§ Problem
In the entries below, tally the lines that contain the string "draft", then state that number alone.

§ Entries shown
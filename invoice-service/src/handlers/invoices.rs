//! Invoice handlers. All operations are scoped to the authenticated owner.

use axum::{
    extract::{Path, Query, State},
    http::StatusCode,
    Json,
};
use rust_decimal::Decimal;
use service_core::error::AppError;
use validator::Validate;

use crate::{
    dtos::{CreateInvoiceRequest, InvoiceDetailResponse, ListInvoicesQuery, UpdateInvoiceRequest},
    middleware::AuthContext,
    models::{
        CreateInvoice, CreateLineItem, HistoryEntry, Invoice, InvoiceStatus, ListInvoicesFilter,
        UpdateInvoice,
    },
    services::metrics::INVOICES_TOTAL,
    AppState,
};

pub async fn create_invoice(
    State(state): State<AppState>,
    auth: AuthContext,
    Json(payload): Json<CreateInvoiceRequest>,
) -> Result<(StatusCode, Json<InvoiceDetailResponse>), AppError> {
    payload.validate()?;

    let mut messages = Vec::new();
    for (i, item) in payload.items.iter().enumerate() {
        if item.quantity <= Decimal::ZERO {
            messages.push(format!("items[{}]: quantity must be greater than zero", i));
        }
        if item.unit_price <= Decimal::ZERO {
            messages.push(format!("items[{}]: unit price must be greater than zero", i));
        }
    }
    if !messages.is_empty() {
        return Err(AppError::Validation(messages));
    }

    // Explicit pre-write checks, timed relative to the insert rather than
    // hidden in storage-level hooks. The unique index backs the number check
    // up under concurrency.
    if state
        .db
        .get_customer(auth.user_id, payload.customer_id)
        .await?
        .is_none()
    {
        return Err(AppError::validation("customer does not exist"));
    }
    if state
        .db
        .invoice_number_exists(auth.user_id, &payload.invoice_number)
        .await?
    {
        return Err(AppError::validation("invoice number already in use"));
    }

    let subtotal: Decimal = payload
        .items
        .iter()
        .map(|item| item.quantity * item.unit_price)
        .sum();
    let total_amount = (subtotal + payload.tax - payload.discount).round_dp(2);
    if total_amount < Decimal::ZERO {
        return Err(AppError::validation("total amount must not be negative"));
    }

    tracing::info!(
        user_id = %auth.user_id,
        invoice_number = %payload.invoice_number,
        total_amount = %total_amount,
        "Creating invoice"
    );

    let input = CreateInvoice {
        user_id: auth.user_id,
        customer_id: payload.customer_id,
        invoice_number: payload.invoice_number,
        issue_date: payload.issue_date,
        due_date: payload.due_date,
        tax: payload.tax,
        discount: payload.discount,
        items: payload
            .items
            .into_iter()
            .map(|item| CreateLineItem {
                description: item.description,
                quantity: item.quantity,
                unit_price: item.unit_price,
                sort_order: item.sort_order,
            })
            .collect(),
    };

    let (invoice, items) = state.db.create_invoice(&input, total_amount).await?;

    INVOICES_TOTAL.with_label_values(&["draft"]).inc();
    state
        .db
        .record_history(invoice.id, auth.user_id, None, "invoice_created")
        .await;

    Ok((
        StatusCode::CREATED,
        Json(InvoiceDetailResponse {
            invoice,
            items,
            payments: Vec::new(),
        }),
    ))
}

pub async fn list_invoices(
    State(state): State<AppState>,
    auth: AuthContext,
    Query(query): Query<ListInvoicesQuery>,
) -> Result<Json<Vec<Invoice>>, AppError> {
    let status = match query.status.as_deref() {
        None | Some("") => None,
        Some(s @ ("draft" | "sent" | "unpaid" | "partially_paid" | "paid")) => {
            Some(InvoiceStatus::from_string(s))
        }
        Some(other) => {
            return Err(AppError::BadRequest(anyhow::anyhow!(
                "Unknown status filter '{}'",
                other
            )))
        }
    };

    let filter = ListInvoicesFilter {
        status,
        customer_id: query.customer_id,
        start_date: query.start_date,
        end_date: query.end_date,
        page_size: query.page_size.unwrap_or(50),
        page_token: query.page_token,
    };

    let invoices = state.db.list_invoices(auth.user_id, &filter).await?;

    Ok(Json(invoices))
}

pub async fn get_invoice(
    State(state): State<AppState>,
    auth: AuthContext,
    Path(invoice_id): Path<i64>,
) -> Result<Json<InvoiceDetailResponse>, AppError> {
    let invoice = state
        .db
        .get_invoice(auth.user_id, invoice_id)
        .await?
        .ok_or_else(|| AppError::NotFound(anyhow::anyhow!("Invoice not found")))?;

    let items = state.db.get_line_items(invoice.id).await?;
    let payments = state
        .db
        .payments_for_invoice(auth.user_id, invoice.id)
        .await?;

    Ok(Json(InvoiceDetailResponse {
        invoice,
        items,
        payments,
    }))
}

pub async fn update_invoice(
    State(state): State<AppState>,
    auth: AuthContext,
    Path(invoice_id): Path<i64>,
    Json(payload): Json<UpdateInvoiceRequest>,
) -> Result<Json<Invoice>, AppError> {
    let marked_sent = payload.status == Some(InvoiceStatus::Sent);

    let invoice = state
        .db
        .update_invoice(
            auth.user_id,
            invoice_id,
            &UpdateInvoice {
                issue_date: payload.issue_date,
                due_date: payload.due_date,
                status: payload.status,
            },
        )
        .await?
        .ok_or_else(|| AppError::NotFound(anyhow::anyhow!("Invoice not found")))?;

    if marked_sent {
        INVOICES_TOTAL.with_label_values(&["sent"]).inc();
        state
            .db
            .record_history(invoice.id, auth.user_id, None, "invoice_sent")
            .await;
    }

    Ok(Json(invoice))
}

pub async fn delete_invoice(
    State(state): State<AppState>,
    auth: AuthContext,
    Path(invoice_id): Path<i64>,
) -> Result<StatusCode, AppError> {
    let deleted = state.db.delete_invoice(auth.user_id, invoice_id).await?;
    if !deleted {
        return Err(AppError::NotFound(anyhow::anyhow!("Invoice not found")));
    }

    Ok(StatusCode::NO_CONTENT)
}

pub async fn invoice_history(
    State(state): State<AppState>,
    auth: AuthContext,
    Path(invoice_id): Path<i64>,
) -> Result<Json<Vec<HistoryEntry>>, AppError> {
    state
        .db
        .get_invoice(auth.user_id, invoice_id)
        .await?
        .ok_or_else(|| AppError::NotFound(anyhow::anyhow!("Invoice not found")))?;

    let entries = state
        .db
        .histories_for_invoice(auth.user_id, invoice_id)
        .await?;

    Ok(Json(entries))
}
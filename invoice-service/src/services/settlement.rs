//! Settlement engine: applies payments to invoices.
//!
//! A settlement reads the invoice and its payment ledger, derives the new
//! balance and status, and persists the payment row together with the
//! invoice update as one transaction. The invoice row is locked for the
//! duration, so concurrent settlements on the same invoice serialize and
//! can never jointly overpay it.

use crate::models::{Invoice, InvoiceStatus, Payment, RecordPayment, UpdatePayment};
use crate::services::database::Database;
use crate::services::metrics::SETTLEMENTS_TOTAL;
use rust_decimal::Decimal;
use service_core::error::AppError;
use sqlx::{Postgres, Transaction};
use std::future::Future;
use tracing::{info, instrument, warn};

/// Result of a committed settlement: the created payment and the invoice
/// snapshot after the update.
#[derive(Debug, Clone, serde::Serialize)]
pub struct SettlementOutcome {
    pub payment: Payment,
    pub invoice: Invoice,
}

// -----------------------------------------------------------------------------
// Money/status calculator. Pure; all arithmetic in Decimal.
// -----------------------------------------------------------------------------

/// Outstanding balance on an invoice. May be negative if the ledger is
/// inconsistent; callers reject the triggering write rather than clamp.
pub fn remaining_balance(total_amount: Decimal, paid_so_far: Decimal) -> Decimal {
    total_amount - paid_so_far
}

/// Derive the invoice status from its total and the ledger sum.
///
/// Pre-payment statuses (`draft`, `sent`) are owned by invoice workflows and
/// survive a zero ledger; once the ledger emptied out after having payments,
/// the invoice reads `unpaid`.
pub fn derive_status(
    total_amount: Decimal,
    paid_so_far: Decimal,
    current: InvoiceStatus,
) -> InvoiceStatus {
    if paid_so_far <= Decimal::ZERO {
        if current.is_payment_derived() {
            InvoiceStatus::Unpaid
        } else {
            current
        }
    } else if paid_so_far < total_amount {
        InvoiceStatus::PartiallyPaid
    } else {
        InvoiceStatus::Paid
    }
}

// -----------------------------------------------------------------------------
// Settlement transaction
// -----------------------------------------------------------------------------

/// Record one payment against one invoice.
///
/// All reads and writes happen inside a single transaction; any failure
/// rolls the whole settlement back. A detected conflict (serialization
/// failure or deadlock) is retried once before surfacing.
#[instrument(skip(db, input), fields(invoice_id = %invoice_id, requesting_user_id = %requesting_user_id))]
pub async fn record_payment(
    db: &Database,
    invoice_id: i64,
    requesting_user_id: i64,
    input: &RecordPayment,
) -> Result<SettlementOutcome, AppError> {
    let result =
        with_conflict_retry(|| try_record_payment(db, invoice_id, requesting_user_id, input))
            .await;

    match &result {
        Ok(outcome) => {
            SETTLEMENTS_TOTAL.with_label_values(&["recorded"]).inc();
            info!(
                payment_id = %outcome.payment.id,
                amount_paid = %outcome.payment.amount_paid,
                status = %outcome.invoice.status,
                amount_due = %outcome.invoice.amount_due,
                "Payment recorded"
            );
            db.record_history(
                invoice_id,
                requesting_user_id,
                Some(outcome.payment.id),
                "payment_recorded",
            )
            .await;
        }
        Err(e) => {
            SETTLEMENTS_TOTAL.with_label_values(&[outcome_label(e)]).inc();
        }
    }

    result
}
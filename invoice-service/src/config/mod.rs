use anyhow::{anyhow, Result};
use dotenvy::dotenv;
use secrecy::Secret;
use serde::Deserialize;
use service_core::config::Config as CommonConfig;
use std::env;

#[derive(Deserialize, Clone, Debug)]
pub struct Config {
    pub common: CommonConfig,
    pub database: DatabaseConfig,
    pub service_name: String,
    pub log_level: String,
    pub otlp_endpoint: Option<String>,
}

#[derive(Deserialize, Clone, Debug)]
pub struct DatabaseConfig {
    pub url: Secret<String>,
    pub max_connections: u32,
    pub min_connections: u32,
}

impl Config {
    pub fn from_env() -> Result<Self> {
        dotenv().ok();

        let port = env::var("INVOICE_SERVICE_PORT")
            .unwrap_or_else(|_| "3001".to_string())
            .parse()?;

        let db_url = env::var("INVOICE_DATABASE_URL")
            .map_err(|_| anyhow!("INVOICE_DATABASE_URL must be set"))?;
        let max_connections = env::var("INVOICE_DATABASE_MAX_CONNECTIONS")
            .unwrap_or_else(|_| "10".to_string())
            .parse()?;
        let min_connections = env::var("INVOICE_DATABASE_MIN_CONNECTIONS")
            .unwrap_or_else(|_| "2".to_string())
            .parse()?;

        let log_level = env::var("INVOICE_LOG_LEVEL")
            .unwrap_or_else(|_| "info,invoice_service=debug".to_string());
        let otlp_endpoint = env::var("INVOICE_OTLP_ENDPOINT").ok();

        Ok(Self {
            common: CommonConfig { port },
            database: DatabaseConfig {
                url: Secret::new(db_url),
                max_connections,
                min_connections,
            },
            service_name: "invoice-service".to_string(),
            log_level,
            otlp_endpoint,
        })
    }
}
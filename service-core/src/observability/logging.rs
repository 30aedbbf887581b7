use opentelemetry::KeyValue;
use opentelemetry_otlp::WithExportConfig;
use opentelemetry_sdk::{Resource, runtime, trace as sdktrace};
use tracing_subscriber::{layer::SubscriberExt, util::SubscriberInitExt};

/// Initialize the tracing subscriber: env-filtered JSON logs, with an
/// OTLP export pipeline when an endpoint is configured.
pub fn init_tracing(service_name: &str, log_level: &str, otlp_endpoint: Option<&str>) {
    let env_filter = tracing_subscriber::EnvFilter::try_from_default_env()
        .unwrap_or_else(|_| tracing_subscriber::EnvFilter::new(log_level));

    let Some(endpoint) = otlp_endpoint else {
        let fmt_layer = tracing_subscriber::fmt::layer()
            .with_file(true)
            .with_line_number(true)
            .json()
            .flatten_event(true);
        tracing_subscriber::registry()
            .with(env_filter)
            .with(fmt_layer)
            .init();
        return;
    };

    let fmt_layer = tracing_subscriber::fmt::layer()
        .with_file(true)
        .with_line_number(true)
        .json()
        .flatten_event(true);

    let otlp_exporter = opentelemetry_otlp::new_exporter()
        .tonic()
        .with_endpoint(endpoint);

    let tracer = opentelemetry_otlp::new_pipeline()
        .tracing()
        .with_exporter(otlp_exporter)
        .with_trace_config(sdktrace::config().with_resource(Resource::new(vec![
            KeyValue::new("service.name", service_name.to_string()),
        ])))
        .install_batch(runtime::Tokio)
        .unwrap_or_else(|e| {
            panic!(
                "Failed to initialize OTLP tracer for service '{}' at endpoint '{}': {}",
                service_name, endpoint, e
            )
        });

    let telemetry = tracing_opentelemetry::layer().with_tracer(tracer);

    tracing_subscriber::registry()
        .with(env_filter)
        .with(telemetry)
        .with(fmt_layer)
        .init();
}
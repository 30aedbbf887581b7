//! Common test utilities for invoice-service integration tests.

use invoice_service::config::{Config, DatabaseConfig};
use invoice_service::services::Database;
use invoice_service::Application;
use reqwest::Client;
use secrecy::Secret;
use service_core::config::Config as CommonConfig;
use std::sync::Once;
use uuid::Uuid;

static INIT: Once = Once::new();

/// Initialize tracing for tests (only once).
pub fn init_tracing() {
    INIT.call_once(|| {
        tracing_subscriber::fmt()
            .with_env_filter("info,invoice_service=debug,sqlx=warn")
            .with_test_writer()
            .try_init()
            .ok();
    });
}

pub struct TestApp {
    pub address: String,
    pub db: Database,
    pub client: Client,
}

impl TestApp {
    /// Spawn the application on a random port against TEST_DATABASE_URL.
    ///
    /// Tests isolate themselves by owner: every test seeds its own user(s),
    /// so a shared database works across concurrent tests.
    pub async fn spawn() -> Self {
        init_tracing();

        let database_url = std::env::var("TEST_DATABASE_URL")
            .expect("TEST_DATABASE_URL must be set to run integration tests");

        let config = Config {
            common: CommonConfig { port: 0 },
            database: DatabaseConfig {
                url: Secret::new(database_url),
                max_connections: 5,
                min_connections: 1,
            },
            service_name: "invoice-service-test".to_string(),
            log_level: "debug".to_string(),
            otlp_endpoint: None,
        };

        let app = Application::build(config)
            .await
            .expect("Failed to build test application");

        let port = app.port();
        let db = app.db().clone();
        let address = format!("http://127.0.0.1:{}", port);

        tokio::spawn(async move {
            app.run_until_stopped().await.ok();
        });

        // Wait for the server to be ready by polling the health endpoint.
        let client = Client::new();
        let health_url = format!("{}/health", address);
        for _ in 0..50 {
            if client.get(&health_url).send().await.is_ok() {
                break;
            }
            tokio::time::sleep(tokio::time::Duration::from_millis(50)).await;
        }

        TestApp {
            address,
            db,
            client,
        }
    }

    /// Seed a user row directly. Users are managed by the external auth
    /// service, so there is no endpoint for this.
    pub async fn create_user(&self, label: &str) -> i64 {
        let email = format!("{}-{}@example.com", label, Uuid::new_v4());
        sqlx::query_scalar::<_, i64>(
            "INSERT INTO users (email, name) VALUES ($1, $2) RETURNING id",
        )
        .bind(&email)
        .bind(label)
        .fetch_one(self.db.pool())
        .await
        .expect("Failed to seed test user")
    }

    /// Create a customer over the API, returning its id.
    pub async fn create_customer(&self, user_id: i64, name: &str) -> i64 {
        let response = self
            .client
            .post(format!("{}/customers", self.address))
            .header("X-User-Id", user_id)
            .json(&serde_json::json!({ "name": name }))
            .send()
            .await
            .expect("Failed to create customer");
        assert_eq!(response.status(), 201, "customer creation should succeed");

        let body: serde_json::Value = response.json().await.expect("Failed to parse JSON");
        body["customer_id"].as_i64().expect("Missing customer_id")
    }

    /// Create a single-line-item invoice over the API, returning its id.
    pub async fn create_invoice(
        &self,
        user_id: i64,
        customer_id: i64,
        invoice_number: &str,
        amount: &str,
    ) -> i64 {
        let response = self
            .client
            .post(format!("{}/invoices", self.address))
            .header("X-User-Id", user_id)
            .json(&serde_json::json!({
                "customer_id": customer_id,
                "invoice_number": invoice_number,
                "issue_date": "2026-01-15",
                "due_date": "2026-02-15",
                "items": [
                    { "description": "Consulting services", "quantity": "1", "unit_price": amount }
                ]
            }))
            .send()
            .await
            .expect("Failed to create invoice");
        assert_eq!(response.status(), 201, "invoice creation should succeed");

        let body: serde_json::Value = response.json().await.expect("Failed to parse JSON");
        body["invoice"]["id"].as_i64().expect("Missing invoice id")
    }

    /// Fetch an invoice detail (invoice + items + payments) as JSON.
    pub async fn get_invoice(&self, user_id: i64, invoice_id: i64) -> serde_json::Value {
        let response = self
            .client
            .get(format!("{}/invoices/{}", self.address, invoice_id))
            .header("X-User-Id", user_id)
            .send()
            .await
            .expect("Failed to get invoice");
        assert_eq!(response.status(), 200, "invoice fetch should succeed");

        response.json().await.expect("Failed to parse JSON")
    }

    /// Record a payment, returning the raw response for status assertions.
    pub async fn record_payment(
        &self,
        user_id: i64,
        invoice_id: i64,
        amount: &str,
        date: &str,
    ) -> reqwest::Response {
        self.client
            .post(format!("{}/invoices/{}/payments", self.address, invoice_id))
            .header("X-User-Id", user_id)
            .json(&serde_json::json!({
                "amount_paid": amount,
                "payment_date": date,
            }))
            .send()
            .await
            .expect("Failed to send payment request")
    }
}

/// Parse a monetary JSON value (serialized Decimal string) for comparison.
pub fn money(value: &serde_json::Value) -> rust_decimal::Decimal {
    value
        .as_str()
        .unwrap_or_else(|| panic!("expected monetary string, got {}", value))
        .parse()
        .expect("Failed to parse monetary value")
}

§ Response below
3